While Downs and Wardle recognize that assigning topics for reading and response that are relevant to the student might help, they do not mention writing a lab report or an accounting analysis as an effective classroom exercise. This may be due to a lack of content expertise needed to assess and grade such an assignment, as well as the lack of familiarity with “the specialized discourses” of other disciplines (Downs and Wardle 556).

Instead, the course that Downs and Wardle propose involves substantial reflection and asks students to research and write about topics related to the writing of their choosing (Downs and Wardle 560-564).

Miles, et alii object to the limitation of Downs and Wardle’s “first-year focus” (Miles, Pennell, and Owens 504). They identify a logical error in assuming that “the field [of writing} then equals the course [of freshman composition].”

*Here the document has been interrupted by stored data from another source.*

use crate::config::CrawlConfig;
use crate::error::{Result, ScanError};
use reqwest::header::{ACCEPT, ACCEPT_LANGUAGE, HeaderMap, HeaderValue, UPGRADE_INSECURE_REQUESTS};
use reqwest::{Client, StatusCode};
use std::collections::BTreeMap;
use std::time::{Duration, Instant};
use tracing::debug;

/// A page that came back with `200 OK`.
#[derive(Debug, Clone)]
pub struct FetchedPage {
    /// Where the redirect chain ended.
    pub final_url: String,
    pub status: u16,
    pub headers: BTreeMap<String, String>,
    pub body: String,
    pub response_time: Duration,
}

/// Owns the connection pool for one crawl. Dropping it closes the pool.
pub struct Fetcher {
    client: Client,
}

impl Fetcher {
    pub fn new(config: &CrawlConfig) -> Result<Self> {
        let mut headers = HeaderMap::new();
        headers.insert(
            ACCEPT,
            HeaderValue::from_static(
                "text/html,application/xhtml+xml,application/xml;q=0.9,image/webp,*/*;q=0.8",
            ),
        );
        headers.insert(ACCEPT_LANGUAGE, HeaderValue::from_static("en-US,en;q=0.9"));
        headers.insert(UPGRADE_INSECURE_REQUESTS, HeaderValue::from_static("1"));

        let client = Client::builder()
            .user_agent(config.user_agent.as_str())
            .default_headers(headers)
            .timeout(config.timeout)
            .connect_timeout(config.connect_timeout)
            .pool_max_idle_per_host(config.pool_size)
            .pool_idle_timeout(Duration::from_secs(90))
            .tcp_keepalive(Duration::from_secs(60))
            .redirect(reqwest::redirect::Policy::limited(10))
            .danger_accept_invalid_certs(config.accept_invalid_certs)
            .build()?;

        Ok(Self { client })
    }

    /// GET `url`, following redirects. Anything but `200 OK` is an error.
    pub async fn fetch(&self, url: &str) -> Result<FetchedPage> {
        debug!("Fetching {}", url);

        let start = Instant::now();
        let response = self.client.get(url).send().await?;
        let response_time = start.elapsed();

        let status = response.status();
        if status != StatusCode::OK {
            return Err(ScanError::UnexpectedStatus {
                url: url.to_string(),
                status: status.as_u16(),
            });
        }

        let final_url = response.url().to_string();
        let headers = response
            .headers()
            .iter()
            .filter_map(|(name, value)| {
                value
                    .to_str()
                    .ok()
                    .map(|v| (name.as_str().to_string(), v.to_string()))
            })
            .collect();

        let body = response.text().await?;

        Ok(FetchedPage {
            final_url,
            status: status.as_u16(),
            headers,
            body,
            response_time,
        })
    }
}

#[cfg(test)]
mod tests {
    use super::*;
    use wiremock::{
        Mock, MockServer, ResponseTemplate,
        matchers::{header_exists, method, path},
    };

    fn quick_config() -> CrawlConfig {
        CrawlConfig {
            timeout: Duration::from_millis(500),
            connect_timeout: Duration::from_millis(250),
            ..CrawlConfig::default()
        }
    }

    #[tokio::test]
    async fn test_fetch_ok_returns_body_and_headers() {
        let mock_server = MockServer::start().await;
        Mock::given(method("GET"))
            .and(path("/"))
            .and(header_exists("user-agent"))
            .respond_with(
                ResponseTemplate::new(200)
                    .insert_header("content-type", "text/html")
                    .insert_header("x-powered-by", "PHP/5.6")
                    .set_body_string("<html><title>Hi</title></html>"),
            )
            .mount(&mock_server)
            .await;

        let fetcher = Fetcher::new(&quick_config()).unwrap();
        let page = fetcher.fetch(&format!("{}/", mock_server.uri())).await.unwrap();

        assert_eq!(page.status, 200);
        assert_eq!(page.body, "<html><title>Hi</title></html>");
        assert_eq!(page.headers.get("x-powered-by").map(String::as_str), Some("PHP/5.6"));
        assert_eq!(page.final_url, format!("{}/", mock_server.uri()));
    }

    #[tokio::test]
    async fn test_fetch_follows_redirects() {
        let mock_server = MockServer::start().await;
        Mock::given(method("GET"))
            .and(path("/old"))
            .respond_with(
                ResponseTemplate::new(301)
                    .insert_header("location", format!("{}/new", mock_server.uri()).as_str()),
            )
            .mount(&mock_server)
            .await;
        Mock::given(method("GET"))
            .and(path("/new"))
            .respond_with(ResponseTemplate::new(200).set_body_string("moved"))
            .mount(&mock_server)
            .await;

        let fetcher = Fetcher::new(&quick_config()).unwrap();
        let page = fetcher
            .fetch(&format!("{}/old", mock_server.uri()))
            .await
            .unwrap();

        assert_eq!(page.final_url, format!("{}/new", mock_server.uri()));
        assert_eq!(page.body, "moved");
    }

    #[tokio::test]
    async fn test_fetch_non_200_is_error() {
        let mock_server = MockServer::start().await;
        Mock::given(method("GET"))
            .and(path("/missing"))
            .respond_with(ResponseTemplate::new(404))
            .mount(&mock_server)
            .await;

        let fetcher = Fetcher::new(&quick_config()).unwrap();
        let err = fetcher
            .fetch(&format!("{}/missing", mock_server.uri()))
            .await
            .unwrap_err();

        assert!(matches!(err, ScanError::UnexpectedStatus { status: 404, .. }));
    }

    #[tokio::test]
    async fn test_fetch_timeout_is_error() {
        let mock_server = MockServer::start().await;
        Mock::given(method("GET"))
            .and(path("/slow"))
            .respond_with(
                ResponseTemplate::new(200)
                    .set_body_string("late")
                    .set_delay(Duration::from_secs(3)),
            )
            .mount(&mock_server)
            .await;

        let fetcher = Fetcher::new(&quick_config()).unwrap();
        let err = fetcher
            .fetch(&format!("{}/slow", mock_server.uri()))
            .await
            .unwrap_err();

        assert!(matches!(err, ScanError::HttpError(_)));
    }

    #[tokio::test]
    async fn test_fetch_connection_refused_is_error() {
        let fetcher = Fetcher::new(&quick_config()).unwrap();
        let result = fetcher.fetch("http://127.0.0.1:1/").await;
        assert!(matches!(result, Err(ScanError::HttpError(_))));
    }
}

(Miles, Pennell and Owens 504) Rather than assuming that everything must be taught within the FYC, they propose the “the major or the vertical curriculum” as a focus (Miles, Pennell and Owens 504)- (Miles, Pennell and Owens 507).

They urge avoidance of “using first-year courses as a means to recruit and enculturate new majors” in favor of “teaching transferable procedural knowledge aimed at helping students make connections across disciplines” (Miles, Pennell and Owens 507). They suggest instead the alternatives of a recursive degree program (all in writing), common core courses somehow shared with non-writing disciplines, and contextual writing courses.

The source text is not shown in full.